Nella speranza di un successivo ulteriore ingrandimento territoriale mostravano, invece, di confidare sindaco e giunta. Ora che si potevano considerare chiariti i malintesi, sorti soprattutto a causa “della urgenza di avere un provvedimento che troppo tardava e che le popolazioni invocavano” col ricorso spesso anche a manifestazioni di piazza, essi ritenevano che si potesse stabilire una stretta e proficua collaborazione tra l’Amministrazione comunale e l’associazione “Pro Terra di Lavoro”, per “passare in armonia alla seconda fase del problema, ritornare, cioè sulle promesse e sulle assicurazioni fatteci dagli uomini di Governo responsabili”. Non vi era, infatti, dubbio, riconoscevano nella lettera, che “se i nostri sforzi si fossero uniti a quelli che, parallelamente, cotesta Associazione compiva per conto suo, i risultati sarebbero stati alquanto differenti” e Venafro e Limatola sarebbero già stati compresi nella rinata Provincia, mentre ora, per vedere realizzate le loro aspirazioni, quelle popolazioni erano ancora costrette a far voti e a protestare per la loro esclusione e si era giunti, a Limatola, al punto di allontanare perfino il sindaco, che non era del posto ed era la “unica persona, o quasi, contraria all’annessione e che si ostinava a non permettere alla Giunta di formulare voti” in tal senso.

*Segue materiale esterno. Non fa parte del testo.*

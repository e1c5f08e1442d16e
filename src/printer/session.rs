//! # Printer Session
//!
//! [`Printer`] turns printing intents into ESC/POS bytes. Every method
//! appends a command to an internal [`ByteBuffer`] and returns the printer
//! again so calls chain:
//!
//! ```
//! use recibo::printer::Printer;
//! use recibo::protocol::text::Justification;
//! use recibo::transport::MemoryTransport;
//!
//! # #[tokio::main(flavor = "current_thread")]
//! # async fn main() -> Result<(), recibo::ReciboError> {
//! let mut transport = MemoryTransport::new();
//! let mut printer = Printer::new(&mut transport);
//!
//! printer.open().await?;
//! printer
//!     .init()
//!     .set_justification(Justification::Center)
//!     .set_bold(true)
//!     .write_line("RECEIPT", None)?
//!     .set_bold(false)
//!     .feed(2)
//!     .cut(false);
//! printer.close().await?;
//!
//! assert_eq!(&transport.bytes()[0..2], &[0x1B, 0x40]);
//! # Ok(())
//! # }
//! ```
//!
//! Nothing reaches the transport until [`Printer::flush`] (or
//! [`Printer::close`], which flushes first). Dropping a printer discards
//! unflushed bytes.
//!
//! ## No Validation
//!
//! Parameters are encoded exactly as given. A barcode width the printer
//! does not support, or raster data shorter than its header claims, is
//! sent anyway and the printer decides what to do with it.
//!
//! ## Exclusive Use
//!
//! A session borrows its transport mutably and every method takes
//! `&mut self`, so one printer is driven by one sequence of calls at a
//! time. Interleaving two jobs on one transport is not expressible.

use std::fmt;

use crate::buffer::ByteBuffer;
use crate::encoding::{CodePages, DEFAULT_ENCODING, TextEncoder};
use crate::error::ReciboError;
use crate::protocol::barcode::{
    Barcode, BarcodeOptions, Pdf417Options, QrOptions, barcode1d, pdf417, qr,
};
use crate::protocol::commands::{DRAWER_PULSE, ESC, GS, LF};
use crate::protocol::graphics::{self, RasterMode};
use crate::protocol::text::{
    CodeTable, Color, DrawerPin, Font, Justification, TextMode, Underline,
};
use crate::raster::Raster;
use crate::transport::Transport;

use super::config::PrinterConfig;

/// Something to append verbatim or after text encoding.
#[derive(Debug, Clone, Copy, PartialEq, Eq)]
pub enum Payload<'a> {
    /// Text, encoded with `encoding` or the session default
    Text {
        text: &'a str,
        encoding: Option<&'a str>,
    },
    /// Raw bytes
    Bytes(&'a [u8]),
    /// One raw byte
    Byte(u8),
}

impl<'a> Payload<'a> {
    /// Text with an explicit encoding.
    pub fn text_in(text: &'a str, encoding: &'a str) -> Self {
        Payload::Text {
            text,
            encoding: Some(encoding),
        }
    }
}

impl<'a> From<&'a str> for Payload<'a> {
    fn from(text: &'a str) -> Self {
        Payload::Text {
            text,
            encoding: None,
        }
    }
}

impl<'a> From<&'a String> for Payload<'a> {
    fn from(text: &'a String) -> Self {
        Payload::from(text.as_str())
    }
}

impl<'a> From<&'a [u8]> for Payload<'a> {
    fn from(bytes: &'a [u8]) -> Self {
        Payload::Bytes(bytes)
    }
}

impl<'a, const N: usize> From<&'a [u8; N]> for Payload<'a> {
    fn from(bytes: &'a [u8; N]) -> Self {
        Payload::Bytes(bytes)
    }
}

impl<'a> From<&'a Vec<u8>> for Payload<'a> {
    fn from(bytes: &'a Vec<u8>) -> Self {
        Payload::Bytes(bytes)
    }
}

impl From<u8> for Payload<'_> {
    fn from(byte: u8) -> Self {
        Payload::Byte(byte)
    }
}

/// Buzzer settings (`ESC B n t`).
///
/// `None` or zero falls back to 3 beeps of 10 × 100ms.
#[derive(Debug, Clone, Copy, PartialEq, Eq, Default)]
pub struct BeepOptions {
    pub count: Option<u8>,
    /// Length of each beep in units of 100ms
    pub duration: Option<u8>,
}

impl BeepOptions {
    pub const DEFAULT_COUNT: u8 = 3;
    pub const DEFAULT_DURATION: u8 = 10;

    pub fn new(count: u8, duration: u8) -> Self {
        Self {
            count: Some(count),
            duration: Some(duration),
        }
    }

    fn resolve(self) -> (u8, u8) {
        let or_default = |value: Option<u8>, default| value.filter(|&n| n != 0).unwrap_or(default);
        (
            or_default(self.count, Self::DEFAULT_COUNT),
            or_default(self.duration, Self::DEFAULT_DURATION),
        )
    }
}

/// ESC/POS command encoder bound to a transport.
pub struct Printer<'t, T: Transport + ?Sized> {
    buffer: ByteBuffer,
    encoding: String,
    text_encoder: Box<dyn TextEncoder>,
    transport: &'t mut T,
}

impl<T: Transport + ?Sized> fmt::Debug for Printer<'_, T> {
    fn fmt(&self, f: &mut fmt::Formatter<'_>) -> fmt::Result {
        f.debug_struct("Printer")
            .field("pending", &self.buffer.len())
            .field("encoding", &self.encoding)
            .finish_non_exhaustive()
    }
}

impl<'t, T: Transport + ?Sized> Printer<'t, T> {
    /// Start a session that encodes text as ASCII.
    pub fn new(transport: &'t mut T) -> Self {
        Self::with_encoding(transport, DEFAULT_ENCODING)
    }

    /// Start a session with a default text encoding, e.g. `"cp437"`.
    pub fn with_encoding(transport: &'t mut T, encoding: impl Into<String>) -> Self {
        Self {
            buffer: ByteBuffer::new(),
            encoding: encoding.into(),
            text_encoder: Box::new(CodePages),
            transport,
        }
    }

    /// Start a session using a profile's default encoding.
    ///
    /// No bytes are written; select the matching code table with
    /// [`Printer::set_code_table`] after [`Printer::init`].
    pub fn with_config(transport: &'t mut T, config: &PrinterConfig) -> Self {
        Self::with_encoding(transport, config.default_encoding)
    }

    /// Replace the text encoder (defaults to [`CodePages`]).
    pub fn with_text_encoder(mut self, encoder: impl TextEncoder + 'static) -> Self {
        self.text_encoder = Box::new(encoder);
        self
    }

    /// Current default text encoding.
    pub fn encoding(&self) -> &str {
        &self.encoding
    }

    /// Bytes encoded but not yet flushed.
    pub fn pending(&self) -> &[u8] {
        self.buffer.as_slice()
    }

    /// Change the default encoding for later text writes.
    pub fn set_encoding(&mut self, encoding: impl Into<String>) -> &mut Self {
        self.encoding = encoding.into();
        self
    }

    // ========================================================================
    // TRANSPORT
    // ========================================================================

    /// Connect the transport.
    pub async fn open(&mut self) -> Result<&mut Self, ReciboError> {
        self.transport.open().await?;
        Ok(self)
    }

    /// Send everything encoded so far.
    ///
    /// The buffer is drained before the write, so on failure the bytes are
    /// gone; they are not queued again.
    pub async fn flush(&mut self) -> Result<&mut Self, ReciboError> {
        let data = self.buffer.drain();
        tracing::debug!(bytes = data.len(), "flushing print buffer");
        self.transport.write(&data).await?;
        Ok(self)
    }

    /// Flush, then disconnect the transport.
    pub async fn close(&mut self) -> Result<(), ReciboError> {
        self.flush().await?;
        self.transport.close().await
    }

    /// Discard bytes that have not been flushed.
    pub fn clear_buffer(&mut self) -> &mut Self {
        self.buffer.clear();
        self
    }

    // ========================================================================
    // RAW AND TEXT OUTPUT
    // ========================================================================

    /// Append a payload.
    ///
    /// Text is encoded with its own encoding if it has one, else with the
    /// session default. Bytes are appended verbatim.
    pub fn write<'p>(&mut self, payload: impl Into<Payload<'p>>) -> Result<&mut Self, ReciboError> {
        match payload.into() {
            Payload::Text { text, encoding } => {
                let encoding = encoding.unwrap_or(self.encoding.as_str());
                let bytes = self.text_encoder.encode(text, encoding)?;
                self.buffer.write_bytes(&bytes);
            }
            Payload::Bytes(bytes) => self.buffer.write_bytes(bytes),
            Payload::Byte(byte) => self.buffer.write_u8(byte),
        }
        Ok(self)
    }

    /// Append text followed by a line feed.
    pub fn write_line(&mut self, text: &str, encoding: Option<&str>) -> Result<&mut Self, ReciboError> {
        self.write(Payload::Text { text, encoding })?;
        self.buffer.write_u8(LF);
        Ok(self)
    }

    /// [`Printer::write_line`] once per item, in order.
    pub fn write_list<I, S>(&mut self, lines: I, encoding: Option<&str>) -> Result<&mut Self, ReciboError>
    where
        I: IntoIterator<Item = S>,
        S: AsRef<str>,
    {
        for line in lines {
            self.write_line(line.as_ref(), encoding)?;
        }
        Ok(self)
    }

    // ========================================================================
    // PRINTER CONTROL
    // ========================================================================

    /// Reset the printer (`ESC @`).
    pub fn init(&mut self) -> &mut Self {
        self.command(&[ESC, b'@'])
    }

    /// Return text styling to defaults: inverse off, bold off, no
    /// underline, left aligned, normal size, font A.
    pub fn reset_styles(&mut self) -> &mut Self {
        self.set_inverse(false)
            .set_bold(false)
            .set_underline(Underline::NoUnderline)
            .set_justification(Justification::Left)
            .set_text_mode(TextMode::Normal)
            .set_font(Font::A)
    }

    /// Print and feed `lines` lines (`ESC d n`).
    pub fn feed(&mut self, lines: u8) -> &mut Self {
        self.command(&[ESC, b'd', lines])
    }

    /// Print and feed `lines` lines backwards (`ESC e n`).
    pub fn reverse_feed(&mut self, lines: u8) -> &mut Self {
        self.command(&[ESC, b'e', lines])
    }

    /// Cut the paper (`GS V A n`). Partial cuts leave a hinge.
    pub fn cut(&mut self, partial: bool) -> &mut Self {
        self.command(&[GS, b'V', b'A', partial as u8])
    }

    /// Pulse a cash drawer pin (`ESC p m t1 t2`).
    pub fn open_drawer(&mut self, pin: DrawerPin) -> &mut Self {
        self.command(&[ESC, b'p', pin as u8])
            .command(&DRAWER_PULSE)
    }

    /// Sound the buzzer (`ESC B n t`).
    pub fn beep(&mut self, options: BeepOptions) -> &mut Self {
        let (count, duration) = options.resolve();
        self.command(&[ESC, b'B', count, duration])
    }

    // ========================================================================
    // TEXT STYLE
    // ========================================================================

    /// `ESC E n`
    pub fn set_bold(&mut self, bold: bool) -> &mut Self {
        self.command(&[ESC, b'E', bold as u8])
    }

    /// `ESC G n`
    pub fn set_double_strike(&mut self, double: bool) -> &mut Self {
        self.command(&[ESC, b'G', if double { 0xFF } else { 0 }])
    }

    /// White on black (`GS B n`)
    pub fn set_inverse(&mut self, inverse: bool) -> &mut Self {
        self.command(&[GS, b'B', inverse as u8])
    }

    /// `ESC - n`
    pub fn set_underline(&mut self, underline: Underline) -> &mut Self {
        self.command(&[ESC, b'-', underline as u8])
    }

    /// `ESC a n`
    pub fn set_justification(&mut self, justification: Justification) -> &mut Self {
        self.command(&[ESC, b'a', justification as u8])
    }

    /// `ESC M n`
    pub fn set_font(&mut self, font: Font) -> &mut Self {
        self.command(&[ESC, b'M', font as u8])
    }

    /// `ESC ! n`
    pub fn set_text_mode(&mut self, mode: TextMode) -> &mut Self {
        self.command(&[ESC, b'!', mode as u8])
    }

    /// `ESC t n`
    pub fn set_code_table(&mut self, table: CodeTable) -> &mut Self {
        self.command(&[ESC, b't', table as u8])
    }

    /// `ESC r n`
    pub fn set_color(&mut self, color: Color) -> &mut Self {
        self.command(&[ESC, b'r', color as u8])
    }

    /// `ESC 3 n` for a custom spacing in dots, `ESC 2` to restore the
    /// default. Zero counts as "default".
    pub fn set_line_spacing(&mut self, spacing: Option<u8>) -> &mut Self {
        match spacing.filter(|&n| n != 0) {
            Some(n) => self.command(&[ESC, b'3', n]),
            None => self.command(&[ESC, b'2']),
        }
    }

    // ========================================================================
    // BARCODES AND GRAPHICS
    // ========================================================================

    /// Print a 1D barcode. `data` is sent verbatim.
    pub fn barcode(&mut self, data: impl AsRef<[u8]>, kind: Barcode, options: BarcodeOptions) -> &mut Self {
        barcode1d::write(&mut self.buffer, data.as_ref(), kind, options);
        self
    }

    /// Store and print a QR Code. `data` is sent verbatim.
    pub fn qr(&mut self, data: impl AsRef<[u8]>, options: QrOptions) -> &mut Self {
        qr::write(&mut self.buffer, data.as_ref(), options);
        self
    }

    /// Store and print a PDF417 symbol. `data` is sent verbatim.
    pub fn pdf417(&mut self, data: impl AsRef<[u8]>, options: Pdf417Options) -> &mut Self {
        pdf417::write(&mut self.buffer, data.as_ref(), options);
        self
    }

    /// Print a raster bitmap (`GS v 0`).
    pub fn raster<R: Raster + ?Sized>(&mut self, image: &R, mode: RasterMode) -> &mut Self {
        graphics::raster(
            &mut self.buffer,
            image.width_bytes(),
            image.height(),
            mode,
            image.data(),
        );
        self
    }

    #[inline]
    fn command(&mut self, bytes: &[u8]) -> &mut Self {
        self.buffer.write_bytes(bytes);
        self
    }
}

La ricostituzione della Provincia, restituendo Caserta alla sua funzione di capoluogo, comportò la risoluzione di tutta una serie di problemi di sistemazione logistica, nella quale la giunta si impegnò attivamente, anche per scongiurare l’eventualità di un slittamento dell’entrata in funzione del nuovo Ente amministrativo, fissata al 1 settembre. Si trattava di un compito per nulla semplice, dovendosi provvedere a reperire una sede agli uffici di Prefettura, Questura, Intendenza di Finanza, Sepral ecc., andando ad incidere su una realtà abitativa che, come si è visto, presentava un precario equilibrio, con l’aggravante che la “quasi totalità degli edifici pubblici” era stata requisita dalle forze armate alleate. Esclusa la possibilità di alloggiare la Prefettura nel Palazzo Castropignano, dove un tempo aveva la sua sede, ma ormai occupato dagli uffici comunali, la scelta cadde sul “vecchio ma molto ampio Palazzo di Piazza Vanvitelli”, che, “in tempo brevissimo”, fu sgombrato dalle scuole e dalle numerose famiglie di profughi che vi avevano trovato ospitalità, alle quali si trovò una sistemazione altrove. Si iniziarono, quindi, senza perdere tempo, i lavori “di adattamento e di pulizia generale” e, dopo poco, cominciarono “anche quelli di ricostruzione dell’ala diroccata dai bombardamenti”. In questo modo, grazie al lavoro di squadre di operai, che “si alternarono infaticabilmente”, venne realizzato, “a tempo di primato”, il minimo indispensabile degli interventi, così che, alla data stabilita nel decreto di ricostituzione, la Provincia di Caserta “potette iniziare il suo effettivo funzionamento”. In Palazzo Vecchio furono ospitati gli uffici e l’abitazione del prefetto, quelli della Questura, dell’Intendenza di finanza, della Sepral, dell’Unrra e di altri uffici minori. Soltanto per l’Intendenza di Finanza si trattava di una sede provvisoria, in attesa di poter rientrare in possesso della sua “antica sede al Corso Umberto”.

Le ultime pagine della sua relazione furono dedicate dal sindaco Giaquinto ai temi della ricostruzione edilizia, della rinascita economica e dello sport, della Biblioteca comunale e delle manifestazioni culturali.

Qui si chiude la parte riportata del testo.